Grippe aviaire et pandémie grippale, danger réel ou intox ?

Thèmes: Médecine, Sciences                                                                                                                   Conférence du Mardi 20 janvier 2009

Grippe aviaire et pandémie grippale, danger réel ou intox ?

Par Claude Hannoun, professeur honoraire à l’Institut Pasteur

L’une des premières caractéristiques de la grippe est d’être extrêmement contagieuse. La transmission de ce virus se fait par voie aérienne, qui est la plus efficace. Quand un malade éternue, il émet des particules contenant le virus présent dans sa gorge. Ces petites poussières sont ensuite inhalées par d’autres personnes, qui tombent à leur tour malade. On a remarqué qu’une seule personne infectée dans un espace confiné – un avion par exemple – suffit pour contaminer des centaines de gens

Le virus de la grippe, isolé en 1933 par des Anglais (qui l’appellent « influenza »), est soixante-dix fois plus petit qu’un globule rouge. Ce virus contient en surface l’haemaglutinine (le fameux H, dont il existe seize formes différentes) et la neuramidase (le N, dont il existe neuf formes). Le virus peut varier de deux façons : le glissement, une variation modérée et saisonnière, ou bien la cassure, qui est l’apparition d’un virus nouveau et qui peut provoquer une pandémie.

La grippe saisonnière

La grippe saisonnière se développe l’hiver, quand les conditions de diffusion sont optimales – le froid conserve le virus et les gens sont davantage confinés les uns avec les autres. Selon que l’épidémie est faible ou beaucoup plus forte, elle tue chaque année entre 200 et 3 000 personnes en France. La grippe affecte surtout les gens vulnérables comme les personnes âgées. Une épidémie saisonnière dure environ six semaines, avec un pic vers la troisième semaine. Pour surveiller la diffusion de la maladie, la France s’est dotée de groupes régionaux d’observation de la grippe (GROG) constitués de médecins qui font remonter les informations. La surveillance se fait également par le biais de la délivrance des médicaments prescrits en cas de grippe, des arrêts maladies et des visites de SOS Médecins.

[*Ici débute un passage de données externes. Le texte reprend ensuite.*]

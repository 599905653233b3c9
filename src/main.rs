use anyhow::{bail, Context};
use clap::{Parser, Subcommand};
use docchat::ai::providers::{OllamaChatClient, OllamaEmbedder};
use docchat::ai::rag::{ContextSource, VectorStoreFactory};
use docchat::{logging, ChatService, Config, ConversationStore};
use std::path::PathBuf;
use std::sync::Arc;
use tokio::signal;

#[derive(Parser, Debug)]
#[command(name = "docchat")]
#[command(about = "Chat with your documents using a local Ollama model and a pgvector index")]
struct Cli {
    /// Log level used when RUST_LOG is not set
    #[arg(long, default_value = "info", global = true)]
    log_level: String,

    #[command(subcommand)]
    command: Command,
}

#[derive(Subcommand, Debug)]
enum Command {
    /// Create the data directory and the vector schema
    Init,
    /// Start a new conversation and print its id
    New,
    /// Store a document in a conversation and index it
    Upload {
        conversation_id: String,
        file: PathBuf,
    },
    /// Rebuild the index entries of every document in a conversation
    Reindex { conversation_id: String },
    /// Ask a question in a conversation
    Ask {
        conversation_id: String,
        #[arg(required = true, num_args = 1..)]
        message: Vec<String>,
    },
    /// Print the message history of a conversation
    History { conversation_id: String },
    /// List the documents of a conversation
    Documents { conversation_id: String },
    /// Delete a conversation with its documents and vectors
    Forget { conversation_id: String },
}

#[tokio::main]
async fn main() -> anyhow::Result<()> {
    let cli = Cli::parse();
    let config = Config::from_env().context("invalid configuration")?;

    let log_dir = config.data_dir.join("logs");
    logging::configure_logging(&cli.log_level, Some(log_dir.as_path()));
    tracing::debug!(
        "Data dir {}, vector backend {}",
        config.data_dir.display(),
        config.vector_backend
    );

    // Dropping the command future on Ctrl-C aborts in-flight requests and rolls back open transactions
    tokio::select! {
        result = run(cli.command, config) => result,
        _ = signal::ctrl_c() => {
            tracing::warn!("Interrupted, cancelling");
            bail!("interrupted")
        }
    }
}

async fn run(command: Command, config: Config) -> anyhow::Result<()> {
    let conversations = Arc::new(
        ConversationStore::open(&config.data_dir)
            .await
            .context("open conversation store")?,
    );

    match command {
        Command::Init => {
            let store = VectorStoreFactory::create(&config)
                .await
                .context("initialize vector store")?;
            let status = store.ensure_schema().await.context("ensure vector schema")?;
            println!("Data directory: {}", conversations.root().display());
            println!("Log file: {}", logging::log_file_path(&config.data_dir.join("logs")).display());
            println!("Vector backend: {} (similarity index: {})", config.vector_backend, status);
        }
        Command::New => {
            let conversation_id = conversations.create_conversation().await?;
            println!("{}", conversation_id);
        }
        Command::Upload {
            conversation_id,
            file,
        } => {
            let data = tokio::fs::read(&file)
                .await
                .with_context(|| format!("read {}", file.display()))?;
            let name = file
                .file_name()
                .map(|name| name.to_string_lossy().into_owned())
                .unwrap_or_else(|| "document.txt".to_string());

            let service = chat_service(&config, conversations).await?;
            let (document, outcome) = service
                .upload_document(&conversation_id, &name, &data)
                .await
                .with_context(|| format!("upload {}", file.display()))?;
            println!(
                "Stored {} as {} ({} chunks indexed)",
                document.name, document.id, outcome.chunk_count
            );
        }
        Command::Reindex { conversation_id } => {
            let service = chat_service(&config, conversations).await?;
            let refreshed = service.reindex_conversation(&conversation_id).await?;
            for (document, outcome) in &refreshed {
                println!("{}  {}  {} chunks", document.id, document.name, outcome.chunk_count);
            }
            println!("Reindexed {} documents", refreshed.len());
        }
        Command::Ask {
            conversation_id,
            message,
        } => {
            let service = chat_service(&config, conversations).await?;
            let reply = service
                .send_message(&conversation_id, &message.join(" "))
                .await?;
            println!("{}", reply.content);
            match reply.context {
                ContextSource::Retrieved { chunks } => {
                    tracing::info!("Answered with {} retrieved chunks", chunks)
                }
                ContextSource::FullText { documents } => {
                    tracing::info!("Answered with the full text of {} documents", documents)
                }
                ContextSource::None => tracing::info!("Answered without documents"),
            }
        }
        Command::History { conversation_id } => {
            for message in conversations.load_history(&conversation_id).await? {
                println!(
                    "[{}] {}: {}",
                    message.timestamp.format("%Y-%m-%d %H:%M:%S"),
                    message.role,
                    message.content
                );
            }
        }
        Command::Documents { conversation_id } => {
            for document in conversations.list_documents(&conversation_id).await? {
                println!(
                    "{}  {}  {} bytes  {}",
                    document.id,
                    document.name,
                    document.size,
                    document.uploaded_at.to_rfc3339()
                );
            }
        }
        Command::Forget { conversation_id } => {
            let service = chat_service(&config, conversations).await?;
            if service.delete_conversation(&conversation_id).await? {
                println!("Deleted conversation {}", conversation_id);
            } else {
                println!("Conversation {} did not exist", conversation_id);
            }
        }
    }

    Ok(())
}

async fn chat_service(
    config: &Config,
    conversations: Arc<ConversationStore>,
) -> anyhow::Result<ChatService> {
    let vectors = VectorStoreFactory::create(config)
        .await
        .context("initialize vector store")?;
    let embedder = OllamaEmbedder::from_config(&config.ollama, &config.embedding)?;
    let chat = OllamaChatClient::from_config(&config.ollama)?;

    Ok(ChatService::new(
        conversations,
        vectors,
        Arc::new(embedder),
        Arc::new(chat),
        config.database.search_top_k,
    ))
}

D’avril à octobre, le virus se trouve dans l’hémisphère sud, où c’est l’hiver austral. Dans les pays intertropicaux, il est en revanche présent tout au long de l’année. Entre novembre et mars, les échanges se font entre l’hémisphère nord et les tropiques grâce aux voyageurs ; entre avril et octobre, les échanges se font entre les tropiques et l’hémisphère sud. Le virus est toujours actif quelque part.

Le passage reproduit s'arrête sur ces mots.